# Required action
Start at the line below containing "and file names" and stop at the line containing "let full = uuid::Uuid::new_v4().simple().to_string();". Repeat every line of that stretch exactly, and nothing outside it.

# Data section
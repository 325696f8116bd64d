//! TCP transport: newline-delimited JSON frames
//!
//! Wire format:
//! - The first line a worker sends is a hello frame, `{"identity": "..."}`,
//!   which binds the connection to that identity.
//! - Every following line is one worker message.
//! - Coordinator frames are written as single lines, `[job_id, work]`.
//!
//! One acceptor thread accepts connections and spawns a reader thread per
//! connection. Readers only decode the hello and forward raw lines; they
//! never touch scheduler state.

use super::{ChannelStats, Inbound, InboundQueue, InboundSender, Transport, DEFAULT_INBOUND_CAPACITY};
use crate::config::Endpoint;
use crate::error::{TransportError, TransportResult};
use crate::protocol::{Hello, WorkerId};
use parking_lot::Mutex;
use std::collections::HashMap;
use std::io::{BufRead, BufReader, ErrorKind, Write};
use std::net::{Shutdown, SocketAddr, TcpListener, TcpStream};
use std::sync::atomic::{AtomicBool, AtomicU64, Ordering};
use std::sync::Arc;
use std::thread::{self, JoinHandle};
use std::time::Duration;
use tracing::{debug, info, warn};

/// How often the acceptor checks for shutdown while idle
const ACCEPT_POLL_INTERVAL: Duration = Duration::from_millis(50);

/// Write side of a connection, tagged with its connection serial
struct PeerConn {
    serial: u64,
    stream: TcpStream,
}

type PeerMap = Arc<Mutex<HashMap<WorkerId, PeerConn>>>;

/// Coordinator end of the TCP transport
pub struct TcpHub {
    inbound: InboundQueue,
    peers: PeerMap,
    local_addr: SocketAddr,
    shutdown: Arc<AtomicBool>,
    acceptor: Option<JoinHandle<()>>,
}

impl TcpHub {
    /// Bind the endpoint and start accepting workers
    pub fn bind(endpoint: &Endpoint) -> TransportResult<Self> {
        Self::bind_with_capacity(endpoint, DEFAULT_INBOUND_CAPACITY)
    }

    pub fn bind_with_capacity(endpoint: &Endpoint, capacity: usize) -> TransportResult<Self> {
        let addr = endpoint.bind_addr();
        let listener = TcpListener::bind(&addr).map_err(|e| TransportError::BindFailed {
            endpoint: endpoint.to_string(),
            source: e,
        })?;
        let local_addr = listener.local_addr().map_err(|e| TransportError::BindFailed {
            endpoint: endpoint.to_string(),
            source: e,
        })?;
        listener
            .set_nonblocking(true)
            .map_err(|e| TransportError::BindFailed {
                endpoint: endpoint.to_string(),
                source: e,
            })?;

        let inbound = InboundQueue::new(capacity);
        let peers: PeerMap = Arc::new(Mutex::new(HashMap::new()));
        let shutdown = Arc::new(AtomicBool::new(false));

        let acceptor = {
            let inbound = inbound.sender();
            let peers = Arc::clone(&peers);
            let shutdown = Arc::clone(&shutdown);
            thread::Builder::new()
                .name("tcp-acceptor".into())
                .spawn(move || accept_loop(listener, inbound, peers, shutdown))
                .map_err(|e| TransportError::BindFailed {
                    endpoint: endpoint.to_string(),
                    source: e,
                })?
        };

        info!(addr = %local_addr, "Listening for workers");

        Ok(Self {
            inbound,
            peers,
            local_addr,
            shutdown,
            acceptor: Some(acceptor),
        })
    }

    /// Address the hub is actually bound to
    pub fn local_addr(&self) -> SocketAddr {
        self.local_addr
    }

    pub fn stats(&self) -> Arc<ChannelStats> {
        self.inbound.stats()
    }

    /// Number of connections that completed the hello
    pub fn peer_count(&self) -> usize {
        self.peers.lock().len()
    }
}

impl Transport for TcpHub {
    fn try_recv(&self) -> TransportResult<Option<Inbound>> {
        self.inbound.try_recv()
    }

    fn recv_timeout(&self, timeout: Duration) -> TransportResult<Option<Inbound>> {
        self.inbound.recv_timeout(timeout)
    }

    fn send(&self, to: &WorkerId, payload: &[u8]) -> TransportResult<()> {
        let mut peers = self.peers.lock();
        let Some(conn) = peers.get_mut(to) else {
            return Err(TransportError::UnknownPeer(to.clone()));
        };

        let result = conn
            .stream
            .write_all(payload)
            .and_then(|_| conn.stream.write_all(b"\n"))
            .and_then(|_| conn.stream.flush());

        if let Err(e) = result {
            let _ = conn.stream.shutdown(Shutdown::Both);
            peers.remove(to);
            return Err(TransportError::SendFailed {
                peer: to.clone(),
                source: e,
            });
        }
        self.inbound.record_sent();
        Ok(())
    }

    fn endpoint(&self) -> String {
        format!("tcp://{}", self.local_addr)
    }
}

impl Drop for TcpHub {
    fn drop(&mut self) {
        self.shutdown.store(true, Ordering::SeqCst);
        for (_, conn) in self.peers.lock().drain() {
            let _ = conn.stream.shutdown(Shutdown::Both);
        }
        if let Some(handle) = self.acceptor.take() {
            let _ = handle.join();
        }
    }
}

fn accept_loop(
    listener: TcpListener,
    inbound: InboundSender,
    peers: PeerMap,
    shutdown: Arc<AtomicBool>,
) {
    let serials = AtomicU64::new(0);

    while !shutdown.load(Ordering::SeqCst) {
        match listener.accept() {
            Ok((stream, addr)) => {
                if let Err(e) = stream.set_nonblocking(false) {
                    warn!(addr = %addr, error = %e, "Failed to configure connection");
                    continue;
                }
                let _ = stream.set_nodelay(true);
                let serial = serials.fetch_add(1, Ordering::Relaxed);
                let inbound = inbound.clone();
                let peers = Arc::clone(&peers);

                let spawned = thread::Builder::new()
                    .name(format!("tcp-conn-{}", serial))
                    .spawn(move || serve_connection(stream, addr, serial, inbound, peers));
                if let Err(e) = spawned {
                    warn!(addr = %addr, error = %e, "Failed to spawn connection reader");
                }
            }
            Err(e) if e.kind() == ErrorKind::WouldBlock => thread::sleep(ACCEPT_POLL_INTERVAL),
            Err(e) => {
                warn!(error = %e, "Accept failed");
                thread::sleep(ACCEPT_POLL_INTERVAL);
            }
        }
    }
    debug!("Acceptor stopped");
}

fn serve_connection(
    stream: TcpStream,
    addr: SocketAddr,
    serial: u64,
    inbound: InboundSender,
    peers: PeerMap,
) {
    let writer = match stream.try_clone() {
        Ok(w) => w,
        Err(e) => {
            warn!(addr = %addr, error = %e, "Failed to clone connection");
            return;
        }
    };
    let mut reader = BufReader::new(stream);

    let identity = match read_hello(&mut reader) {
        Ok(Some(identity)) => identity,
        Ok(None) => {
            debug!(addr = %addr, "Connection closed before hello");
            return;
        }
        Err(reason) => {
            warn!(addr = %addr, reason = %reason, "Rejecting connection");
            let _ = writer.shutdown(Shutdown::Both);
            return;
        }
    };

    let previous = peers.lock().insert(
        identity.clone(),
        PeerConn {
            serial,
            stream: writer,
        },
    );
    if let Some(previous) = previous {
        warn!(worker = %identity, "Worker reconnected, replacing previous connection");
        let _ = previous.stream.shutdown(Shutdown::Both);
    }
    debug!(worker = %identity, addr = %addr, "Worker attached");

    let mut line = Vec::new();
    loop {
        line.clear();
        match reader.read_until(b'\n', &mut line) {
            Ok(0) => break,
            Ok(_) => {
                let frame = trim_line(&line);
                if frame.is_empty() {
                    continue;
                }
                if !inbound.frame(&identity, frame.to_vec()) {
                    break;
                }
            }
            Err(e) if e.kind() == ErrorKind::Interrupted => continue,
            Err(e) => {
                debug!(worker = %identity, error = %e, "Connection read failed");
                break;
            }
        }
    }

    let mut peers = peers.lock();
    let current = matches!(peers.get(&identity), Some(conn) if conn.serial == serial);
    if current {
        peers.remove(&identity);
    }
    drop(peers);

    debug!(worker = %identity, "Worker connection closed");
    // A replaced connection must not take its successor down with it
    if current {
        inbound.closed(&identity);
    }
}

/// Read and decode the hello line
///
/// Returns `Ok(None)` on EOF and `Err` with a reason for anything that is not
/// a valid hello.
fn read_hello(reader: &mut BufReader<TcpStream>) -> Result<Option<WorkerId>, String> {
    let mut line = Vec::new();
    loop {
        line.clear();
        match reader.read_until(b'\n', &mut line) {
            Ok(0) => return Ok(None),
            Ok(_) => {
                let frame = trim_line(&line);
                if frame.is_empty() {
                    continue;
                }
                let hello: Hello = serde_json::from_slice(frame).map_err(|e| e.to_string())?;
                if hello.identity.as_str().is_empty() {
                    return Err("empty identity".into());
                }
                return Ok(Some(hello.identity));
            }
            Err(e) if e.kind() == ErrorKind::Interrupted => continue,
            Err(e) => return Err(e.to_string()),
        }
    }
}

fn trim_line(line: &[u8]) -> &[u8] {
    let mut end = line.len();
    while end > 0 && matches!(line[end - 1], b'\n' | b'\r') {
        end -= 1;
    }
    &line[..end]
}

#[cfg(test)]
mod tests {
    use super::*;
    use std::io::{BufRead, Write};
    use std::time::Instant;

    fn loopback() -> TcpHub {
        let endpoint = Endpoint::parse("127.0.0.1:0").unwrap();
        TcpHub::bind(&endpoint).unwrap()
    }

    fn wait_for(hub: &TcpHub) -> Inbound {
        hub.recv_timeout(Duration::from_secs(5))
            .unwrap()
            .expect("timed out waiting for inbound event")
    }

    #[test]
    fn test_trim_line() {
        assert_eq!(trim_line(b"abc\r\n"), b"abc");
        assert_eq!(trim_line(b"\n"), b"");
        assert_eq!(trim_line(b"abc"), b"abc");
    }

    #[test]
    fn test_frames_are_tagged_with_hello_identity() {
        let hub = loopback();
        let mut conn = TcpStream::connect(hub.local_addr()).unwrap();
        conn.write_all(b"{\"identity\": \"client01:0x1\"}\n{\"message\": \"connect\"}\n")
            .unwrap();

        let event = wait_for(&hub);
        assert_eq!(
            event,
            Inbound::Frame {
                from: WorkerId::from("client01:0x1"),
                payload: b"{\"message\": \"connect\"}".to_vec(),
            }
        );

        hub.send(&WorkerId::from("client01:0x1"), b"[\"j1\",{}]").unwrap();
        let mut reader = BufReader::new(conn.try_clone().unwrap());
        let mut line = String::new();
        reader.read_line(&mut line).unwrap();
        assert_eq!(line, "[\"j1\",{}]\n");

        drop(reader);
        conn.shutdown(Shutdown::Both).unwrap();
        assert_eq!(
            wait_for(&hub),
            Inbound::Closed {
                from: WorkerId::from("client01:0x1")
            }
        );
    }

    #[test]
    fn test_send_to_unknown_identity() {
        let hub = loopback();
        let err = hub.send(&WorkerId::from("nobody:0x0"), b"[]").unwrap_err();
        assert!(err.is_peer_scoped());
    }

    #[test]
    fn test_bad_hello_is_rejected() {
        let hub = loopback();
        let mut conn = TcpStream::connect(hub.local_addr()).unwrap();
        conn.write_all(b"not a hello\n").unwrap();

        let mut buf = Vec::new();
        let mut reader = BufReader::new(conn);
        // Connection is shut down by the hub without producing any event
        let n = reader.read_until(b'\n', &mut buf).unwrap_or(0);
        assert_eq!(n, 0);

        let start = Instant::now();
        assert!(hub.recv_timeout(Duration::from_millis(100)).unwrap().is_none());
        assert!(start.elapsed() >= Duration::from_millis(50));
        assert_eq!(hub.peer_count(), 0);
    }
}
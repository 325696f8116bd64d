//! Shadow model of the namespace under test
//!
//! The model mirrors what the coordinator *expects* to exist on the shared
//! mount: which directories and files are on disk, when they were created or
//! last modified, and the content last written to each file.
//!
//! Directories are created up front with random 64-character names and only
//! become `ondisk` once a worker confirms the `mkdir`. Files are fixed slots
//! inside their directory and are never removed from the model; a delete just
//! clears `ondisk`. A directory that fills up is retired and replaced by a
//! fresh sibling.
//!
//! The model has a single writer, the verifier, driven from the scheduler
//! loop. The workload planner only reads it.

pub mod names;
pub mod tree;

pub use tree::{
    DirId, Directory, FileContent, FileEntry, Namespace, TreeShape, DEFAULT_FILES_PER_DIR,
};
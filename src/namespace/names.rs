//! Random name and session token generation

use rand::distributions::Alphanumeric;
use rand::Rng;

/// Length of generated directory and file names
pub const NAME_LEN: usize = 64;

/// Length of a file session token
pub const SESSION_TOKEN_LEN: usize = 12;

/// Generate a random alphanumeric name of `len` characters
pub fn random_name<R: Rng + ?Sized>(rng: &mut R, len: usize) -> String {
    rng.sample_iter(&Alphanumeric)
        .take(len)
        .map(char::from)
        .collect()
}

/// Generate a fresh session token
///
/// Tokens are the tail of a v4 UUID; a read whose token differs from the
/// file's current one was issued against an older version of the file.
pub fn session_token() -> String {
    let full = uuid::Uuid::new_v4().simple().to_string();
    full[full.len() - SESSION_TOKEN_LEN..].to_string()
}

# Result of this task
/// Length of generated directory and file names
pub const NAME_LEN: usize = 64;

/// Length of a file session token
pub const SESSION_TOKEN_LEN: usize = 12;

/// Generate a random alphanumeric name of `len` characters
pub fn random_name<R: Rng + ?Sized>(rng: &mut R, len: usize) -> String {
    rng.sample_iter(&Alphanumeric)
        .take(len)
        .map(char::from)
        .collect()
}

/// Generate a fresh session token
///
/// Tokens are the tail of a v4 UUID; a read whose token differs from the
/// file's current one was issued against an older version of the file.
pub fn session_token() -> String {
    let full = uuid::Uuid::new_v4().simple().to_string();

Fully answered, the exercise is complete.